Check each line of the entries below for the word "start", and copy out the ones that have it.

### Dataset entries
____________________

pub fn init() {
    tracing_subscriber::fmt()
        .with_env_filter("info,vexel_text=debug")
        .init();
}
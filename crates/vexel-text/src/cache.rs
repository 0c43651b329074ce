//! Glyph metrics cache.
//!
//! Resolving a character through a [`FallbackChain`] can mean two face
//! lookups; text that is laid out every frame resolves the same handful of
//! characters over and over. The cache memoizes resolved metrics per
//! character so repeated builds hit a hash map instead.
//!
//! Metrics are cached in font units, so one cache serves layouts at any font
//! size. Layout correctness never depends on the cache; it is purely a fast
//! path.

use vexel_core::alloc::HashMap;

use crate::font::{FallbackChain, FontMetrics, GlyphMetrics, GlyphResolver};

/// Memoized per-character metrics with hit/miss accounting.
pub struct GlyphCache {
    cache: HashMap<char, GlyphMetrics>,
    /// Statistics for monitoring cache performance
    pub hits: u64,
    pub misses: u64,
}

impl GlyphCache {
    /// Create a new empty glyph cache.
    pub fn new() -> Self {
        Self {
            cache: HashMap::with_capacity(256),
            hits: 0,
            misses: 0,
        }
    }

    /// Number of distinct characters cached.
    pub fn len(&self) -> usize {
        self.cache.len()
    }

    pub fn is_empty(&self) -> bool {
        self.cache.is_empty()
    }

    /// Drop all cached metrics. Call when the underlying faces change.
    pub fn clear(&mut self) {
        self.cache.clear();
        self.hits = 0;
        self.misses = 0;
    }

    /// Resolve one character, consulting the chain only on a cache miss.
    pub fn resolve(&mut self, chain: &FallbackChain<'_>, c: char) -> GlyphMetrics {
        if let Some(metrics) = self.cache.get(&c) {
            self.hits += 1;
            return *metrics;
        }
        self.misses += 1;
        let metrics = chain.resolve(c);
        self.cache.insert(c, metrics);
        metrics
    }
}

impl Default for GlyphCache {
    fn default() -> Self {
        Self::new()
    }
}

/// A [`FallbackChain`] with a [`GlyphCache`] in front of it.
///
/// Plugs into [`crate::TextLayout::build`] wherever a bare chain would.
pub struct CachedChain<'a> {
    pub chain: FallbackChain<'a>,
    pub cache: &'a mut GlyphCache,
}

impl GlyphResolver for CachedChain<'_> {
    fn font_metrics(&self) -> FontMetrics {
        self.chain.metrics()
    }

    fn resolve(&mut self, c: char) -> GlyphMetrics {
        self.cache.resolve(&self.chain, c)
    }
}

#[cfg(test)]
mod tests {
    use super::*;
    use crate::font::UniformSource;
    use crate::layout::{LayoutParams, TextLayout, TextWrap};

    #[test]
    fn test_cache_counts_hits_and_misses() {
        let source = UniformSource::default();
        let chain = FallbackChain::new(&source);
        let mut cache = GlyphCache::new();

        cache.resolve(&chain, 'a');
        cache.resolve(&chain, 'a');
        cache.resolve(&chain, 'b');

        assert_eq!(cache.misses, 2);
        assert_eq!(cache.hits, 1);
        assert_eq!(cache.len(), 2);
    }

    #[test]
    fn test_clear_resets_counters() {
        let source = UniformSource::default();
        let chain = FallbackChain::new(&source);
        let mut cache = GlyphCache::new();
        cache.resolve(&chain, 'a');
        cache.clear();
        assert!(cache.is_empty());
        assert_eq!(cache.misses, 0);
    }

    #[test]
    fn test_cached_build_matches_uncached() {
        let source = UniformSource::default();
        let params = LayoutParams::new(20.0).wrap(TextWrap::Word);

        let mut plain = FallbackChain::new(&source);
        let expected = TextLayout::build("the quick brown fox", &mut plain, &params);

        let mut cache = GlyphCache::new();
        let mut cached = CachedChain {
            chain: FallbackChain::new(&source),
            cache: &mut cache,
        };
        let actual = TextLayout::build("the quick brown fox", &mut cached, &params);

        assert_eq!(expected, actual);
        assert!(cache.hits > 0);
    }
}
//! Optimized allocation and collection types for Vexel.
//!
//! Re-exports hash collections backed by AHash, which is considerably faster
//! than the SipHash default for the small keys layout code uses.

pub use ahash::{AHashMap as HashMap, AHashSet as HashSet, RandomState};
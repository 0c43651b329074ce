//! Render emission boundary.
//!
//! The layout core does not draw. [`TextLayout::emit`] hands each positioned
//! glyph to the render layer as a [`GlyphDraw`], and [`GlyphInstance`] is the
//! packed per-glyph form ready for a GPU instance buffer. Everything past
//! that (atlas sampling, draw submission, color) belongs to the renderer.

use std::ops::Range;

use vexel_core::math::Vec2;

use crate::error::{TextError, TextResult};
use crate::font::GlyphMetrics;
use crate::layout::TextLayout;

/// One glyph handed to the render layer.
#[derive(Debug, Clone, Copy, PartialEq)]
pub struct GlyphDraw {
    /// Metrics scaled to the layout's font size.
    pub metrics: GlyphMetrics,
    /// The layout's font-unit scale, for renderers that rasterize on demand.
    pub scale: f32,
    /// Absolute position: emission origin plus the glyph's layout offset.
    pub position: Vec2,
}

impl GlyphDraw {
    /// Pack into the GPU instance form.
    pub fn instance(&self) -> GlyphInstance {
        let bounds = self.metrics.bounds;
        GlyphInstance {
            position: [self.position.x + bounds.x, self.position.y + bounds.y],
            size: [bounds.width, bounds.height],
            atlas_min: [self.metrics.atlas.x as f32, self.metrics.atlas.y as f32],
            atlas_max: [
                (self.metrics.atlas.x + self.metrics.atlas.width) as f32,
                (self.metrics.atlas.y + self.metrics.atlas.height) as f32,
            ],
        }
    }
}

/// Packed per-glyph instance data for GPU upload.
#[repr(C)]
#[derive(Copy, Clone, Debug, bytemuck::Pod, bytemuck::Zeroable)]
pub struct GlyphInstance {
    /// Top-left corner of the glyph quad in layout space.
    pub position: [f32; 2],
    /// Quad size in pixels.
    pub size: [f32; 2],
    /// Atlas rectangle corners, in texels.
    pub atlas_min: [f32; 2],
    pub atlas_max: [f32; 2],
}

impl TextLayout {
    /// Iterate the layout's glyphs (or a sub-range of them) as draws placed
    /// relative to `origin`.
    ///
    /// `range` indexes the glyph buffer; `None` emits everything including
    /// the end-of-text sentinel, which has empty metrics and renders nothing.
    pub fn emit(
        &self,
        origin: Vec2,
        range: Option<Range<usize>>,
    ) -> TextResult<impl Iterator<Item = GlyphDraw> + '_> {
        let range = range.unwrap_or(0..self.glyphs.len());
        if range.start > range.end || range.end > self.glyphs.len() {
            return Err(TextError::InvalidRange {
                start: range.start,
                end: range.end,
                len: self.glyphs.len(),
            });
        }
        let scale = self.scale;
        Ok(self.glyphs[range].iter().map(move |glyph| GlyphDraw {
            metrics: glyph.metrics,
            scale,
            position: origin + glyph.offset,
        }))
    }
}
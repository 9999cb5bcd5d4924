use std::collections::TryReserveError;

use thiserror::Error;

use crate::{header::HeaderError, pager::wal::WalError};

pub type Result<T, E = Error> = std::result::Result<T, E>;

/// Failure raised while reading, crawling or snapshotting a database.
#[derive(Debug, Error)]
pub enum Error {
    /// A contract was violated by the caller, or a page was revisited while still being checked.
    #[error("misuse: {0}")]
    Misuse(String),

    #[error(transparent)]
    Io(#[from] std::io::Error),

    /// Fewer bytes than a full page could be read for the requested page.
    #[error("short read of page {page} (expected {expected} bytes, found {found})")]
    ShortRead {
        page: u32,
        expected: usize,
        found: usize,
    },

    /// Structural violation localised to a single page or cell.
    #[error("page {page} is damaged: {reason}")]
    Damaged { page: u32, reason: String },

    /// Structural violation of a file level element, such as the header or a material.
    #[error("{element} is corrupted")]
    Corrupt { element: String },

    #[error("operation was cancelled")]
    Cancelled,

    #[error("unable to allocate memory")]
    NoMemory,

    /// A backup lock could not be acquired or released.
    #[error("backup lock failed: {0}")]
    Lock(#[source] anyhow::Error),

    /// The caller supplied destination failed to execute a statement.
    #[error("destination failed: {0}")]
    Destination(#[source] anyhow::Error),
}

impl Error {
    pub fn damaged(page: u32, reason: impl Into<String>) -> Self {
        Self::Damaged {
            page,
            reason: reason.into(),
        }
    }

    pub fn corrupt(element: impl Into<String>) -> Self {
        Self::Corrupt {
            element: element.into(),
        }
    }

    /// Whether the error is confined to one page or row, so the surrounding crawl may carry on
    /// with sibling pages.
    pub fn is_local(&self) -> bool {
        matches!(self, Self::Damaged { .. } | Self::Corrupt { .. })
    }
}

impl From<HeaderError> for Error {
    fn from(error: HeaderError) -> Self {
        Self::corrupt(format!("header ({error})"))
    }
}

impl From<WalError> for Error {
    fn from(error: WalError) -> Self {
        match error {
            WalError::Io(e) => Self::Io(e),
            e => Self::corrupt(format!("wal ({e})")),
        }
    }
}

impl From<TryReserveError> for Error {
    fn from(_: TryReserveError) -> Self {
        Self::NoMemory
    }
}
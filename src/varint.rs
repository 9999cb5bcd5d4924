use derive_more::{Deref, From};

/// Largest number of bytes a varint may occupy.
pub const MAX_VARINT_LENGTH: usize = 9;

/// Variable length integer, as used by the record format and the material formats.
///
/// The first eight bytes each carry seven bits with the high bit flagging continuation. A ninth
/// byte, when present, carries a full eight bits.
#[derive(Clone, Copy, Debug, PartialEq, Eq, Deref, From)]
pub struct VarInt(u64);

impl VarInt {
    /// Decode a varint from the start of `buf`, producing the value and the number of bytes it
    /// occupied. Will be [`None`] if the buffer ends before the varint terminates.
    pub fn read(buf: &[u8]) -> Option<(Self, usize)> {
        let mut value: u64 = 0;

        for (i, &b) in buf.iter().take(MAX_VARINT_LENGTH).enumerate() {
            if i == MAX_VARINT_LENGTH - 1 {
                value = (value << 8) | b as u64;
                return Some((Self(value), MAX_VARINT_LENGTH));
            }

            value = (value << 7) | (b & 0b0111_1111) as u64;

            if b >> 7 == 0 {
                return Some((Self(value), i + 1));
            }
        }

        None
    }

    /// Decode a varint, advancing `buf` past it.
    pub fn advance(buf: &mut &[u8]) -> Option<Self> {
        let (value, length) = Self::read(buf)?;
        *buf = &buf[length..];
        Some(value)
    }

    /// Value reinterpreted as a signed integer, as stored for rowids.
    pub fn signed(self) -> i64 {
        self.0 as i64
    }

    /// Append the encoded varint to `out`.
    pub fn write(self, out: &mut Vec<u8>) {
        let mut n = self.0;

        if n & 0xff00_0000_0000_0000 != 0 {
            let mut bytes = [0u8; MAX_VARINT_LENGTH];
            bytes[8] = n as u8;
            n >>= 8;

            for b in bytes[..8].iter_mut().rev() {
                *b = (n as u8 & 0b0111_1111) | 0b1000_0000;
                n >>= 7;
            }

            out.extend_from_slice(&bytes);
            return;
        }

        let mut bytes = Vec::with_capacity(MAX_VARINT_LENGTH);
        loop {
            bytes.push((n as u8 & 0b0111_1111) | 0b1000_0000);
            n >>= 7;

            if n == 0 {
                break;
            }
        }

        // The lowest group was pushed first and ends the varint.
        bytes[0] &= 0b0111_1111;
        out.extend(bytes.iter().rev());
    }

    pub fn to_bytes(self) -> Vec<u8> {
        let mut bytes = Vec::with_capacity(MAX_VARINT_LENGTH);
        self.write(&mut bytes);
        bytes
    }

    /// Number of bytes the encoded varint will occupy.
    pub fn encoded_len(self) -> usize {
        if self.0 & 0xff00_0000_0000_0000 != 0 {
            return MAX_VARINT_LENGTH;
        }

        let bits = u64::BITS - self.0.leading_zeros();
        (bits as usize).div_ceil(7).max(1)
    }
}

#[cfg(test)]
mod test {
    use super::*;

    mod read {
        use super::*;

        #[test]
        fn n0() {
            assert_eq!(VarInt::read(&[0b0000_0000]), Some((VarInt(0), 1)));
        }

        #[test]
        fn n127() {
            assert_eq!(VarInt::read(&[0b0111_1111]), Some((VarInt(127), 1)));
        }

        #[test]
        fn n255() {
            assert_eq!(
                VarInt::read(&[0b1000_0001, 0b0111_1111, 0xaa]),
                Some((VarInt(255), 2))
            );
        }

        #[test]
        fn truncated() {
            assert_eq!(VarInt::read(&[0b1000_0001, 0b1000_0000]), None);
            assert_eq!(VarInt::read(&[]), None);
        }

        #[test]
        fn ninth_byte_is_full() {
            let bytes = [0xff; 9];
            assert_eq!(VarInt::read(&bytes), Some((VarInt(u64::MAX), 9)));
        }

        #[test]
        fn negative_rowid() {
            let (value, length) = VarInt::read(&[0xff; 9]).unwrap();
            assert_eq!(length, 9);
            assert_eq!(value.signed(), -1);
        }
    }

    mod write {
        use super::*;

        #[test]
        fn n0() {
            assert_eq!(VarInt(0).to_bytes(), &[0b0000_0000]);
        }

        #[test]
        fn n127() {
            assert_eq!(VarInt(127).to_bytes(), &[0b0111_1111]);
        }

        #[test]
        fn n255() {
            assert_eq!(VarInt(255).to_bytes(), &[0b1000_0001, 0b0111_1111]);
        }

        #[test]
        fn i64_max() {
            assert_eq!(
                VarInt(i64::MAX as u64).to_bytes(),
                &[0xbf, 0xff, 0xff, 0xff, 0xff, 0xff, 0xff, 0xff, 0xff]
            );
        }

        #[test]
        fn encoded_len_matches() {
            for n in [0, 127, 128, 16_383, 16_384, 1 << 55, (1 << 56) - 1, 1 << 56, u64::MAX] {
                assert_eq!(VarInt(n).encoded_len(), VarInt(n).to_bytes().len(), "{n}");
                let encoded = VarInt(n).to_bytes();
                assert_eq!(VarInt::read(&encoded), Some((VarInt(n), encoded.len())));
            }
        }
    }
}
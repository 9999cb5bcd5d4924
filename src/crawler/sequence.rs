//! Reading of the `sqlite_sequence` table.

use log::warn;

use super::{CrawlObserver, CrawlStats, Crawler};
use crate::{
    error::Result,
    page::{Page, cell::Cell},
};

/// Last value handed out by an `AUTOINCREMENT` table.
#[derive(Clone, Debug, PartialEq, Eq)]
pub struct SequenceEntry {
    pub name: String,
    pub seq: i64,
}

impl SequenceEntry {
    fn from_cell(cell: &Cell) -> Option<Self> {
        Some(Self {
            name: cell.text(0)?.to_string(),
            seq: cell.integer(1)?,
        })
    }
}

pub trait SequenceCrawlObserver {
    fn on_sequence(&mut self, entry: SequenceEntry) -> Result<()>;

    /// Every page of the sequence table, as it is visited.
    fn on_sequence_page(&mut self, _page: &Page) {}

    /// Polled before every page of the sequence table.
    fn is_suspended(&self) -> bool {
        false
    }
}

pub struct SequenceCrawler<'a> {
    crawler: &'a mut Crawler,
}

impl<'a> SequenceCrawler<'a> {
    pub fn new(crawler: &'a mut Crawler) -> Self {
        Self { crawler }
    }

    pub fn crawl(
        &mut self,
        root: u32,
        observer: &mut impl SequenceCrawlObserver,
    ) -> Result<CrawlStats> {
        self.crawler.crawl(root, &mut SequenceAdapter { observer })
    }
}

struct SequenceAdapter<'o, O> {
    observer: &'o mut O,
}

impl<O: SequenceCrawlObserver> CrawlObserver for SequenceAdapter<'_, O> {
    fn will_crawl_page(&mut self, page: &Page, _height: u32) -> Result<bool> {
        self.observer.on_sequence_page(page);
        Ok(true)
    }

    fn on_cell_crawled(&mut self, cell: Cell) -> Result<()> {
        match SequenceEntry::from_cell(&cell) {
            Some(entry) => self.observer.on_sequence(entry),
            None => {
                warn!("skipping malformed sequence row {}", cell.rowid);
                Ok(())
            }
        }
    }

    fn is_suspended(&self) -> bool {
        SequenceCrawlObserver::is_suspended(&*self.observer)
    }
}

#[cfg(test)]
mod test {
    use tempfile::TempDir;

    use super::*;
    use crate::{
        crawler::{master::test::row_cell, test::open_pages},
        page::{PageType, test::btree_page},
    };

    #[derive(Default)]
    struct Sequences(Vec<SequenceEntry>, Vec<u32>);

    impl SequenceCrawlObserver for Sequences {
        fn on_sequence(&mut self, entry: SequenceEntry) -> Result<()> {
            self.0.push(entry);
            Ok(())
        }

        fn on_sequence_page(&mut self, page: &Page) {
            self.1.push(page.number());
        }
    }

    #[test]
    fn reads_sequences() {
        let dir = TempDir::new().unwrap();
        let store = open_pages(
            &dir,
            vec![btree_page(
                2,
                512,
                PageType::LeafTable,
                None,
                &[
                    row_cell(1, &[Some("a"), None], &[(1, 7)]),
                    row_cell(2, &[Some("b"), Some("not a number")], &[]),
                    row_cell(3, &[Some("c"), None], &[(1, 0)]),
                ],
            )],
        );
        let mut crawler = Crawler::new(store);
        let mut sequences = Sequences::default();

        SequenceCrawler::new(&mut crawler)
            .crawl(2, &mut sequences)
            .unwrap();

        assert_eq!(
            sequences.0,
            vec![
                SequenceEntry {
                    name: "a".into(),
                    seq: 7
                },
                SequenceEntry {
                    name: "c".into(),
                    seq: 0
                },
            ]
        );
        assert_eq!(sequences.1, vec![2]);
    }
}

____________________

### Output for this exercise
        if range.start > range.end || range.end > self.glyphs.len() {
                start: range.start,
    /// Decode a varint from the start of `buf`, producing the value and the number of bytes it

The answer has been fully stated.